Al-Jazeera Interview mit Hashemi Rafsanjani
Am 12. September 2003 gab der ehemalige iranische Staatspräsident Hashemi Rafsanjani auf Al-Jazeera ein Interview. Nachdem Rafsanjani 1989 mit 94,5 % der Stimmen zum Präsidenten gewählt wurde, schaffte er das Amt des Ministerpräsidenten ab und übernahm die Leitung der Regierung. Im Mai 1997 wurde er von Mohammad Khatamie abgelöst. Rafsanjani gilt ebenso wie sein Nachfolger Khatamie als moderater und liberaler Islamist. Das Interview wurde auf der Internetseite der Staatlichen Arbeiteragentur des Iran (ILNA) veröffentlicht:
Al-Jazeera: Amerika hat den Irak angegriffen, obwohl eine irakische Regierung an der Macht war. Für Amerika ist eine vorhandene Landesregierung kein Grund, nicht in dieses Land einzumarschieren. Was denken Sie darüber?
Rafsanjani: Wenn nur ein Prozent der Iraker die irakische Regierung unterstützt hätte, wären die Amerikaner nicht in der Lage gewesen, die despotische irakische Regierung zu stürzen. Die Iraker sind [trotzdem] nicht glücklich über die Präsenz der Amerikaner im Irak. Die Iraker sind Muslime und ein stolzes und mutiges Volk. Wir kennen kein Volk, das die Besetzung seines Landes durch seinen Feind begrüßen würde.
Al-Jazeera: Nehmen Sie die Drohungen der Amerikaner und der Israelis gegen Ihr Land ernst?
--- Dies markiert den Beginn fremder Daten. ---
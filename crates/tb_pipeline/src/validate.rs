//! crates/tb_pipeline/src/validate.rs
//! Structural validation before any construction.
//! Pure, no RNG; the first violated precondition is returned.
//!
//! Check order:
//!   1) too few participants
//!   2) per participant, in input order: missing id, then duplicate id
//!   3) odd count while byes are disallowed
//!   4) unsupported bracket size (covering size > 64, or not an exact
//!      supported size while byes are disallowed)

use std::collections::BTreeSet;

use tb_algo::sizing::{covering_size, is_exact_fit};
use tb_core::entities::BracketInput;
use tb_core::errors::InvalidInputError;
use tb_core::variables::MIN_PARTICIPANTS;

/// Shape facts established by a passing validation.
#[derive(Clone, Copy, Debug, PartialEq, Eq)]
pub struct Validated {
    /// Participant count.
    pub count: usize,
    /// First-round slot count (supported power of two ≥ `count`).
    pub slots: usize,
}

/// Top-level entry point.
pub fn validate(input: &BracketInput) -> Result<Validated, InvalidInputError> {
    let count = input.participants.len();
    if count < MIN_PARTICIPANTS {
        return Err(InvalidInputError::TooFewParticipants { count });
    }

    check_ids(input)?;

    if !input.allow_byes && count % 2 == 1 {
        return Err(InvalidInputError::OddCountWithoutByes { count });
    }

    let slots = covering_size(count).ok_or(InvalidInputError::UnsupportedBracketSize {
        count,
        allow_byes: input.allow_byes,
    })?;
    if !input.allow_byes && !is_exact_fit(count) {
        return Err(InvalidInputError::UnsupportedBracketSize { count, allow_byes: false });
    }

    Ok(Validated { count, slots })
}

fn check_ids(input: &BracketInput) -> Result<(), InvalidInputError> {
    let mut seen = BTreeSet::<&str>::new();
    for (index, p) in input.participants.iter().enumerate() {
        if p.id.is_empty() {
            return Err(InvalidInputError::MissingId { index });
        }
        if !seen.insert(p.id.as_str()) {
            return Err(InvalidInputError::DuplicateParticipantId { id: p.id.to_string() });
        }
    }
    Ok(())
}
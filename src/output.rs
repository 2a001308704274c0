//! Writing rendered output to disk.

use std::io::{self, Write};
#[cfg(unix)]
use std::os::unix::fs::PermissionsExt;
use std::path::Path;
use tempfile::NamedTempFile;

/// Writes `contents` to `path`, replacing any existing file.
///
/// The data is written to a temporary file next to `path` and renamed into
/// place, so the destination either keeps its old contents or holds the
/// complete new output. On Unix the file is readable and writable by the
/// owner only (0o600), since it usually contains secrets.
pub fn write_output(path: &Path, contents: &[u8]) -> io::Result<()> {
    let dir = match path.parent() {
        Some(parent) if !parent.as_os_str().is_empty() => parent,
        _ => Path::new("."),
    };

    let mut file = NamedTempFile::new_in(dir)?;
    file.write_all(contents)?;
    file.as_file().sync_all()?;

    #[cfg(unix)]
    {
        let mut permissions = file.as_file().metadata()?.permissions();
        permissions.set_mode(0o600);
        std::fs::set_permissions(file.path(), permissions)?;
    }

    file.persist(path).map_err(|e| e.error)?;
    tracing::info!(path = %path.display(), bytes = contents.len(), "wrote output file");
    Ok(())
}

#[cfg(test)]
mod tests {
    use super::*;
    use std::fs;
    use tempfile::TempDir;

    #[test]
    fn test_writes_new_file() {
        let temp_dir = TempDir::new().unwrap();
        let path = temp_dir.path().join("app.conf");

        write_output(&path, b"password = s3cr3t\n").unwrap();

        assert_eq!(fs::read(&path).unwrap(), b"password = s3cr3t\n");
    }

    #[test]
    fn test_replaces_existing_file() {
        let temp_dir = TempDir::new().unwrap();
        let path = temp_dir.path().join("app.env");
        fs::write(&path, "OLD=contents that are longer than the new ones\n").unwrap();

        write_output(&path, b"NEW=1\n").unwrap();

        assert_eq!(fs::read_to_string(&path).unwrap(), "NEW=1\n");
        let leftovers: Vec<_> = fs::read_dir(temp_dir.path()).unwrap().collect();
        assert_eq!(leftovers.len(), 1);
    }

    #[cfg(unix)]
    #[test]
    fn test_output_is_owner_only() {
        let temp_dir = TempDir::new().unwrap();
        let path = temp_dir.path().join("secrets.env");

        write_output(&path, b"A=1").unwrap();

        let mode = fs::metadata(&path).unwrap().permissions().mode();
        assert_eq!(mode & 0o777, 0o600);
    }

    #[test]
    fn test_missing_directory_fails() {
        let temp_dir = TempDir::new().unwrap();
        let path = temp_dir.path().join("does/not/exist/app.conf");

        assert!(write_output(&path, b"x").is_err());
        assert!(!path.exists());
    }
}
Rafsanjani: Wir werden seit 25 Jahren von Amerika bedroht und wir haben uns daran gewöhnt. Vor der Revolution regierten die Amerikaner im Iran und kontrollierten sogar das Militär und den SAVAK [ehemaliger Geheimdienst]. Wir kämpften allein gegen den Schah und hatten schon damals keine Angst vor Amerika. Natürlich kann Amerika auch Schaden anrichten. Sie haben Afghanistan und den Irak angegriffen und beide Länder besetzt. Daher sind wir stets auf der Hut, dass uns das nicht passiert. Wir haben aber keine Angst, nur weil Amerika überall präsent ist. Imam Khomeini sagte: “Man muss vor einem wilden Stier, der keine Hörner und keinen Verstand hat, Angst haben.”
Al-Jazeera: Israelische Zeitungen haben von der möglichen Bombardierung der iranischen Atomanlagen berichtet. Was meinen Sie dazu?
Rafsanjani: Wir machen uns überhaupt keine Sorgen. Wenn Israel solche Dummheiten tun würde, wird es eine Antwort erhalten, die nicht vergessen wird, solange es Geschichtsschreibung gibt. Sie stoßen diese Drohung nur im Rahmen ihres psychologischen Krieges aus.
Al-Jazeera: Was denken Sie über die Ereignisse in Palästina?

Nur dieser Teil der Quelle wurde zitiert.